Se bajó y acercó la pesada mesa a la encimera. Era difícil de mover y arañó ruidosamente el suelo. Cuando se subió a la mesa, ya no tuvo que inclinarse. Pudo meter la mano y mirar.

No había ninguna palanqueta. Pero sí varias cajas de clavos y tuercas. Todavía tenían puestas las etiquetas de Lowe’s. Las sacó, las puso sobre la mesa, y luego las abrió. Cada una de las cajas estaba llena de una confusa mezcla de todo tipo de quincalla, incluyendo un montón de puntillas y tomillos viejos que Don había quitado de las paredes. Sin embargo, lo que le enfureció fue el número de brillantes puntillas y clavos nuevos que ella había sisado obviamente de sus suministros de la sala.

—¡Sylvie! —llamó.

Desde la puerta de la cocina, ella contestó en voz baja:

—¿No estaba allí?

—¿Qué están haciendo estas cosas aquí? —exigió él—. ¿Qué es esto?

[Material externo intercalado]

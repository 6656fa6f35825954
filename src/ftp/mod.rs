//! FTP control-channel tracking
//!
//! Watches TCP payloads on recognized FTP control connections for the two
//! data-port negotiation patterns: the client `PORT h1,h2,h3,h4,p1,p2`
//! command and the server `227 ... (h1,h2,h3,h4,p1,p2)` PASV reply. The
//! announced port (p1 * 256 + p2) is validated once per announcement;
//! out-of-range ports raise `FtpImproperPort` against the control
//! connection's endpoints.
//!
//! Sessions live from the first relevant payload until FIN/RST or idle
//! timeout; only this tracker mutates them.

use std::collections::HashMap;
use std::net::Ipv4Addr;
use std::time::{Duration, Instant};

use chrono::{DateTime, Utc};
use regex::Regex;
use tracing::debug;

use crate::config::FtpConfig;
use crate::core::{ParsedPacket, RuleId, TransportHeader};
use crate::rules::Finding;

/// Control-connection identity, oriented client -> server
#[derive(Debug, Clone, Copy, PartialEq, Eq, Hash)]
pub struct FtpKey {
    pub client_ip: Ipv4Addr,
    pub client_port: u16,
    pub server_ip: Ipv4Addr,
    pub server_port: u16,
}

/// Which side announced the data port
#[derive(Debug, Clone, Copy, PartialEq, Eq)]
pub enum AnnounceKind {
    /// Client PORT command
    Port,
    /// Server 227 PASV reply
    Pasv,
}

/// The last data-port announcement on one control connection
#[derive(Debug, Clone, Copy)]
pub struct Announcement {
    pub kind: AnnounceKind,
    pub data_port: u16,
    pub at: DateTime<Utc>,
}

/// Per-control-connection state
#[derive(Debug)]
struct FtpSession {
    last_announcement: Option<Announcement>,
    created: Instant,
    last_seen: Instant,
}

/// Tracker statistics
#[derive(Debug, Default, Clone)]
pub struct FtpStats {
    pub payloads_seen: u64,
    pub sessions_created: u64,
    pub sessions_closed: u64,
    pub sessions_idle_evicted: u64,
    pub announcements: u64,
    pub improper_ports: u64,
}

/// Stateful FTP control-channel monitor
pub struct FtpTracker {
    config: FtpConfig,
    sessions: HashMap<FtpKey, FtpSession>,
    port_re: Regex,
    pasv_re: Regex,
    stats: FtpStats,
}

impl FtpTracker {
    pub fn new(config: FtpConfig) -> Self {
        // Both patterns anchor on line starts; control payloads are
        // CRLF-separated command lines.
        let port_re = Regex::new(
            r"(?mi)^PORT\s+(\d{1,3}),(\d{1,3}),(\d{1,3}),(\d{1,3}),(\d{1,3}),(\d{1,3})",
        )
        .expect("static regex");
        let pasv_re = Regex::new(
            r"(?m)^227[^\r\n]*\((\d{1,3}),(\d{1,3}),(\d{1,3}),(\d{1,3}),(\d{1,3}),(\d{1,3})\)",
        )
        .expect("static regex");

        Self {
            config,
            sessions: HashMap::new(),
            port_re,
            pasv_re,
            stats: FtpStats::default(),
        }
    }

    /// Feed one packet; non-FTP traffic is ignored.
    pub fn observe(&mut self, packet: &ParsedPacket) -> Vec<Finding> {
        let Some(ip) = &packet.ip else {
            return Vec::new();
        };
        let Some(TransportHeader::Tcp {
            src_port,
            dst_port,
            flags,
            payload,
            ..
        }) = &packet.transport
        else {
            return Vec::new();
        };

        // Orient the 4-tuple: the side on a control port is the server.
        let key = if self.config.control_ports.contains(dst_port) {
            FtpKey {
                client_ip: ip.src_ip,
                client_port: *src_port,
                server_ip: ip.dst_ip,
                server_port: *dst_port,
            }
        } else if self.config.control_ports.contains(src_port) {
            FtpKey {
                client_ip: ip.dst_ip,
                client_port: *dst_port,
                server_ip: ip.src_ip,
                server_port: *src_port,
            }
        } else {
            return Vec::new();
        };
        let from_client = ip.src_ip == key.client_ip && *src_port == key.client_port;

        // Teardown ends the session regardless of payload
        if flags.fin || flags.rst {
            if self.sessions.remove(&key).is_some() {
                self.stats.sessions_closed += 1;
                debug!(?key, "ftp control session closed");
            }
            return Vec::new();
        }

        if payload.is_empty() {
            return Vec::new();
        }
        self.stats.payloads_seen += 1;

        let announcement = if from_client {
            self.match_port(payload)
        } else {
            self.match_pasv(payload)
        };
        let Some((kind, data_port)) = announcement else {
            return Vec::new();
        };

        let now = Instant::now();
        if !self.sessions.contains_key(&key) {
            if self.sessions.len() >= self.config.max_sessions {
                self.evict_oldest();
            }
            self.stats.sessions_created += 1;
        }
        let session = self.sessions.entry(key).or_insert_with(|| FtpSession {
            last_announcement: None,
            created: now,
            last_seen: now,
        });
        session.last_seen = now;
        session.last_announcement = Some(Announcement {
            kind,
            data_port,
            at: packet.frame.arrival,
        });
        self.stats.announcements += 1;

        // Validity is judged exactly once, here, per announcement
        if data_port < self.config.data_port_min || data_port > self.config.data_port_max {
            self.stats.improper_ports += 1;
            let what = match kind {
                AnnounceKind::Port => "PORT command",
                AnnounceKind::Pasv => "PASV reply",
            };
            return vec![
                Finding::new(
                    RuleId::FtpImproperPort,
                    format!("FTP {} announced improper data port {}", what, data_port),
                )
                .with_evidence("data_port", data_port)
                .with_evidence("announced_by", what),
            ];
        }

        Vec::new()
    }

    fn match_port(&self, payload: &[u8]) -> Option<(AnnounceKind, u16)> {
        let text = String::from_utf8_lossy(payload);
        let caps = self.port_re.captures(&text)?;
        Some((AnnounceKind::Port, announced_port(&caps)?))
    }

    fn match_pasv(&self, payload: &[u8]) -> Option<(AnnounceKind, u16)> {
        let text = String::from_utf8_lossy(payload);
        let caps = self.pasv_re.captures(&text)?;
        Some((AnnounceKind::Pasv, announced_port(&caps)?))
    }

    /// Last announcement recorded for a control connection, if any
    pub fn last_announcement(&self, key: &FtpKey) -> Option<Announcement> {
        self.sessions.get(key).and_then(|s| s.last_announcement)
    }

    /// Idle-session sweep, run from the timer thread
    pub fn sweep(&mut self, now: Instant) {
        let idle = Duration::from_secs(self.config.session_idle_secs);
        let before = self.sessions.len();
        self.sessions
            .retain(|_, s| now.duration_since(s.last_seen) <= idle);
        let removed = before - self.sessions.len();
        if removed > 0 {
            self.stats.sessions_idle_evicted += removed as u64;
            debug!(count = removed, "idle ftp sessions evicted");
        }
    }

    fn evict_oldest(&mut self) {
        if let Some(key) = self
            .sessions
            .iter()
            .min_by_key(|(_, s)| s.created)
            .map(|(k, _)| *k)
        {
            self.sessions.remove(&key);
        }
    }

    pub fn active_sessions(&self) -> usize {
        self.sessions.len()
    }

    pub fn stats(&self) -> &FtpStats {
        &self.stats
    }

    /// Shutdown path: discard all state without reporting anything
    pub fn clear(&mut self) {
        self.sessions.clear();
    }
}

/// p1 * 256 + p2 from the last two capture groups
fn announced_port(caps: &regex::Captures<'_>) -> Option<u16> {
    let p1: u16 = caps.get(5)?.as_str().parse().ok()?;
    let p2: u16 = caps.get(6)?.as_str().parse().ok()?;
    if p1 > 255 || p2 > 255 {
        return None;
    }
    Some(p1 * 256 + p2)
}

#[cfg(test)]
mod tests {
    use super::*;
    use crate::core::parse;

    fn ftp_packet(
        src: [u8; 4],
        dst: [u8; 4],
        src_port: u16,
        dst_port: u16,
        flags: u8,
        payload: &[u8],
    ) -> ParsedPacket {
        let total = 40 + payload.len();
        let mut data = vec![
            0x00, 0x11, 0x22, 0x33, 0x44, 0x55, 0x66, 0x77, 0x88, 0x99, 0xaa, 0xbb, 0x08, 0x00,
        ];
        data.extend_from_slice(&[
            0x45,
            0x00,
            (total >> 8) as u8,
            (total & 0xff) as u8,
            0x00,
            0x01,
            0x00,
            0x00,
            0x40,
            0x06,
            0x00,
            0x00,
        ]);
        data.extend_from_slice(&src);
        data.extend_from_slice(&dst);
        data.extend_from_slice(&[
            (src_port >> 8) as u8,
            (src_port & 0xff) as u8,
            (dst_port >> 8) as u8,
            (dst_port & 0xff) as u8,
            0,
            0,
            0,
            1,
            0,
            0,
            0,
            0,
            0x50,
            flags,
            0xff,
            0xff,
            0,
            0,
            0,
            0,
        ]);
        data.extend_from_slice(payload);
        parse(&data, Utc::now())
    }

    const CLIENT: [u8; 4] = [192, 168, 1, 10];
    const SERVER: [u8; 4] = [10, 0, 0, 1];
    const ACK: u8 = 0x10;

    fn tracker() -> FtpTracker {
        FtpTracker::new(FtpConfig::default())
    }

    #[test]
    fn test_port_command_low_port_fires() {
        let mut t = tracker();
        // PORT announcing 0,80 -> port 80
        let pkt = ftp_packet(
            CLIENT,
            SERVER,
            40001,
            21,
            ACK,
            b"PORT 192,168,1,10,0,80\r\n",
        );
        let findings = t.observe(&pkt);
        assert_eq!(findings.len(), 1);
        assert_eq!(findings[0].rule, RuleId::FtpImproperPort);
        assert_eq!(t.active_sessions(), 1);
    }

    #[test]
    fn test_port_command_valid_port_quiet() {
        let mut t = tracker();
        // 195 * 256 + 80 = 50000
        let pkt = ftp_packet(
            CLIENT,
            SERVER,
            40001,
            21,
            ACK,
            b"PORT 192,168,1,10,195,80\r\n",
        );
        assert!(t.observe(&pkt).is_empty());
        assert_eq!(t.stats().announcements, 1);

        let key = FtpKey {
            client_ip: CLIENT.into(),
            client_port: 40001,
            server_ip: SERVER.into(),
            server_port: 21,
        };
        let ann = t.last_announcement(&key).unwrap();
        assert_eq!(ann.kind, AnnounceKind::Port);
        assert_eq!(ann.data_port, 50000);
    }

    #[test]
    fn test_pasv_reply_from_server() {
        let mut t = tracker();
        // Server-side reply; 3 * 256 + 233 = 1001 < 1024
        let pkt = ftp_packet(
            SERVER,
            CLIENT,
            21,
            40001,
            ACK,
            b"227 Entering Passive Mode (10,0,0,1,3,233)\r\n",
        );
        let findings = t.observe(&pkt);
        assert_eq!(findings.len(), 1);
        assert_eq!(findings[0].rule, RuleId::FtpImproperPort);
    }

    #[test]
    fn test_pasv_pattern_ignored_from_client() {
        let mut t = tracker();
        let pkt = ftp_packet(
            CLIENT,
            SERVER,
            40001,
            21,
            ACK,
            b"227 Entering Passive Mode (10,0,0,1,3,233)\r\n",
        );
        assert!(t.observe(&pkt).is_empty());
    }

    #[test]
    fn test_non_control_port_ignored() {
        let mut t = tracker();
        let pkt = ftp_packet(CLIENT, SERVER, 40001, 8080, ACK, b"PORT 1,2,3,4,0,80\r\n");
        assert!(t.observe(&pkt).is_empty());
        assert_eq!(t.active_sessions(), 0);
    }

    #[test]
    fn test_fin_tears_down_session() {
        let mut t = tracker();
        t.observe(&ftp_packet(
            CLIENT,
            SERVER,
            40001,
            21,
            ACK,
            b"PORT 192,168,1,10,195,80\r\n",
        ));
        assert_eq!(t.active_sessions(), 1);

        t.observe(&ftp_packet(CLIENT, SERVER, 40001, 21, 0x11, b"")); // FIN|ACK
        assert_eq!(t.active_sessions(), 0);
        assert_eq!(t.stats().sessions_closed, 1);
    }

    #[test]
    fn test_idle_sweep() {
        let config = FtpConfig {
            session_idle_secs: 0,
            ..FtpConfig::default()
        };
        let mut t = FtpTracker::new(config);
        t.observe(&ftp_packet(
            CLIENT,
            SERVER,
            40001,
            21,
            ACK,
            b"PORT 192,168,1,10,195,80\r\n",
        ));
        assert_eq!(t.active_sessions(), 1);

        t.sweep(Instant::now() + Duration::from_secs(1));
        assert_eq!(t.active_sessions(), 0);
        assert_eq!(t.stats().sessions_idle_evicted, 1);
    }

    #[test]
    fn test_port_boundaries() {
        let mut t = tracker();
        // 4 * 256 + 0 = 1024, lowest acceptable
        let pkt = ftp_packet(
            CLIENT,
            SERVER,
            40001,
            21,
            ACK,
            b"PORT 192,168,1,10,4,0\r\n",
        );
        assert!(t.observe(&pkt).is_empty());

        // 3 * 256 + 255 = 1023, one below
        let pkt = ftp_packet(
            CLIENT,
            SERVER,
            40002,
            21,
            ACK,
            b"PORT 192,168,1,10,3,255\r\n",
        );
        assert_eq!(t.observe(&pkt).len(), 1);
    }
}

Ella se asomó y miró las cajas.

—¿Una colección de clavos y tornillos?

Don quiso gritarle, pero mantuvo la voz baja.

—¿Es una broma?

—No lo sé. ¿Es gracioso?

Él levantó un clavo torcido con el yeso todavía pegado.

—¿Qué esperabas hacer con esto?

—Creí que los habías tirado todos.

—¿No lo robaste de la basura y lo escondiste? —preguntó él, con sarcasmo.

—¿Por qué te molestas en preguntar, cuando sabes la respuesta y también sabes que no piensas creerla? —Su cara estaba ahora seria. Derrotada.

Bueno, él también se sentía casi derrotado.

—Sylvie, ¿dónde está la maldita palanqueta?

Su respuesta fue un susurro:

—No lo sé. Hay algunos lugares que no puedo ver.

—Entonces dime cuáles son esos lugares que no puedes ver y yo miraré allí.

Ella se volvió hacia la pared para ocultarse de su ira. Tocó la pared con la frente.

—La vieja caldera —susurró.

—¿Tengo que meterme dentro?

—Detrás.

—¿Por qué no pudiste empezar por ahí?

No hubo respuesta. Ella se quedó allí, con aspecto derrotado. Bueno, había sido derrotada, ¿no? Aunque la verdad fuera dicha, Don no tenía ni idea de a qué habían estado jugando.

Don bajó al sótano.

—No me gustan los juegos de escondite —dijo, no muy fuerte, porque ella parecía demasiado derrotada para refregárselo por la cara; pero tampoco lo dijo en voz baja, porque estaba realmente molesto.

No había traído linterna, y naturalmente la lámpara portátil no proyectaba más que sombras negras tras la vieja caldera. Tendría que volver a subir. Pero cuando se volvió allí estaba ella, de pie en el último escalón, agarrada al pasamanos como si fuera lo único que se interponía entre ella y el desastre. No quiso acercarse a ella ahora mismo. Si la palanqueta estaba detrás de la caldera podría encontrarla al tacto. Avanzó hacia la oscuridad. Y en efecto, en el momento en que retiró algunos escombros, oyó el tañido del metal sobre la piedra. O de piedra sobre metal. Por desgracia, algunos escombros cayeron encima, así que tuvo que revolver un poco, pero por fin sacó la palanqueta.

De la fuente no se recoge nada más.